BEGIN Data listing
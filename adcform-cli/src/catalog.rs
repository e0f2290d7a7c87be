//! Schema catalog used to validate a configuration before touching the appliance

use std::collections::HashMap;

use adcform_core::config::sort_by_dependencies;
use adcform_core::resource::Resource;
use adcform_core::schema::ResourceSchema;
use adcform_provider::resources::{data_source_types, resource_types};

/// Every resource and data source schema the provider knows
pub struct Catalog {
    resources: HashMap<String, ResourceSchema>,
    data_sources: HashMap<String, ResourceSchema>,
}

impl Catalog {
    pub fn load() -> Self {
        Self {
            resources: resource_types()
                .iter()
                .map(|t| (t.name().to_string(), t.schema()))
                .collect(),
            data_sources: data_source_types()
                .iter()
                .map(|t| (t.name().to_string(), t.schema()))
                .collect(),
        }
    }

    pub fn lookup(&self, resource_type: &str, data_source: bool) -> Option<&ResourceSchema> {
        if data_source {
            self.data_sources.get(resource_type)
        } else {
            self.resources.get(resource_type)
        }
    }

    pub fn schema_for(&self, resource: &Resource) -> Option<&ResourceSchema> {
        self.lookup(&resource.id.resource_type, resource.is_data_source())
    }

    /// Sorted type names of one kind
    pub fn names(&self, data_source: bool) -> Vec<&str> {
        let map = if data_source {
            &self.data_sources
        } else {
            &self.resources
        };
        let mut names: Vec<&str> = map.keys().map(String::as_str).collect();
        names.sort_unstable();
        names
    }

    /// Returns true if the attribute must be masked in output
    pub fn is_sensitive(&self, resource_type: &str, data_source: bool, attribute: &str) -> bool {
        self.lookup(resource_type, data_source)
            .is_some_and(|schema| schema.is_sensitive(attribute))
    }

    /// Fill in defaults, validate every object, and order them by their references
    pub fn prepare(&self, resources: &[Resource]) -> Result<Vec<Resource>, String> {
        let mut prepared = Vec::with_capacity(resources.len());
        let mut errors = Vec::new();

        for resource in resources {
            let Some(schema) = self.schema_for(resource) else {
                let kind = if resource.is_data_source() {
                    "data source"
                } else {
                    "resource"
                };
                errors.push(format!(
                    "{}: unknown {} type '{}'",
                    resource.binding(),
                    kind,
                    resource.id.resource_type
                ));
                continue;
            };

            let mut resource = resource.clone();
            schema.apply_defaults(&mut resource.attributes);
            if let Err(type_errors) = schema.validate(&resource.attributes) {
                for error in type_errors {
                    errors.push(format!("{}: {}", resource.binding(), error));
                }
            }
            prepared.push(resource);
        }

        if !errors.is_empty() {
            return Err(format!("Validation failed:\n  {}", errors.join("\n  ")));
        }

        sort_by_dependencies(&prepared).map_err(|e| e.to_string())
    }
}

#[cfg(test)]
mod tests {
    use super::*;
    use adcform_core::resource::Value;

    #[test]
    fn test_prepare_applies_defaults() {
        let catalog = Catalog::load();
        let node = Resource::new("ltm_node", "app1")
            .with_attribute("name", Value::String("/Common/app1".to_string()))
            .with_attribute("address", Value::String("10.0.0.10".to_string()));

        let prepared = catalog.prepare(&[node]).unwrap();

        assert_eq!(prepared[0].get_int("ratio"), Some(1));
        assert_eq!(prepared[0].get_str("rate_limit"), Some("disabled"));
    }

    #[test]
    fn test_prepare_reports_every_error() {
        let catalog = Catalog::load();
        let resources = vec![
            Resource::new("ltm_node", "app1"),
            Resource::new("ltm_bogus", "x"),
        ];

        let err = catalog.prepare(&resources).unwrap_err();

        assert!(err.contains("ltm_node.app1"));
        assert!(err.contains("unknown resource type 'ltm_bogus'"));
    }

    #[test]
    fn test_prepare_orders_by_reference() {
        let catalog = Catalog::load();
        let pool = Resource::new("ltm_pool", "web")
            .with_attribute("name", Value::String("/Common/web".to_string()))
            .with_attribute(
                "description",
                Value::ResourceRef("ltm_node.app1".to_string(), "address".to_string()),
            );
        let node = Resource::new("ltm_node", "app1")
            .with_attribute("name", Value::String("/Common/app1".to_string()))
            .with_attribute("address", Value::String("10.0.0.10".to_string()));

        let prepared = catalog.prepare(&[pool, node]).unwrap();

        let order: Vec<String> = prepared.iter().map(Resource::binding).collect();
        assert_eq!(order, vec!["ltm_node.app1", "ltm_pool.web"]);
    }

    #[test]
    fn test_data_sources_are_separate_namespace() {
        let catalog = Catalog::load();
        assert!(catalog.lookup("as3_pool", true).is_some());
        assert!(catalog.lookup("as3_pool", false).is_none());
        assert!(catalog.is_sensitive("ltm_monitor", false, "password"));
        assert!(!catalog.is_sensitive("ltm_monitor", false, "send"));
    }
}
END Data listing
Instructions to follow —
Each line from the top of the records above through the line containing "use adcform_core::resource::Resource;" needs to be transcribed exactly, and no line after it.

Solution for this task —
filename adcform-cli/src/catalog.rs
repository e0f2290d7a7c87be
//! Schema catalog used to validate a configuration before touching the appliance

use std::collections::HashMap;

use adcform_core::config::sort_by_dependencies;
use adcform_core::resource::Resource;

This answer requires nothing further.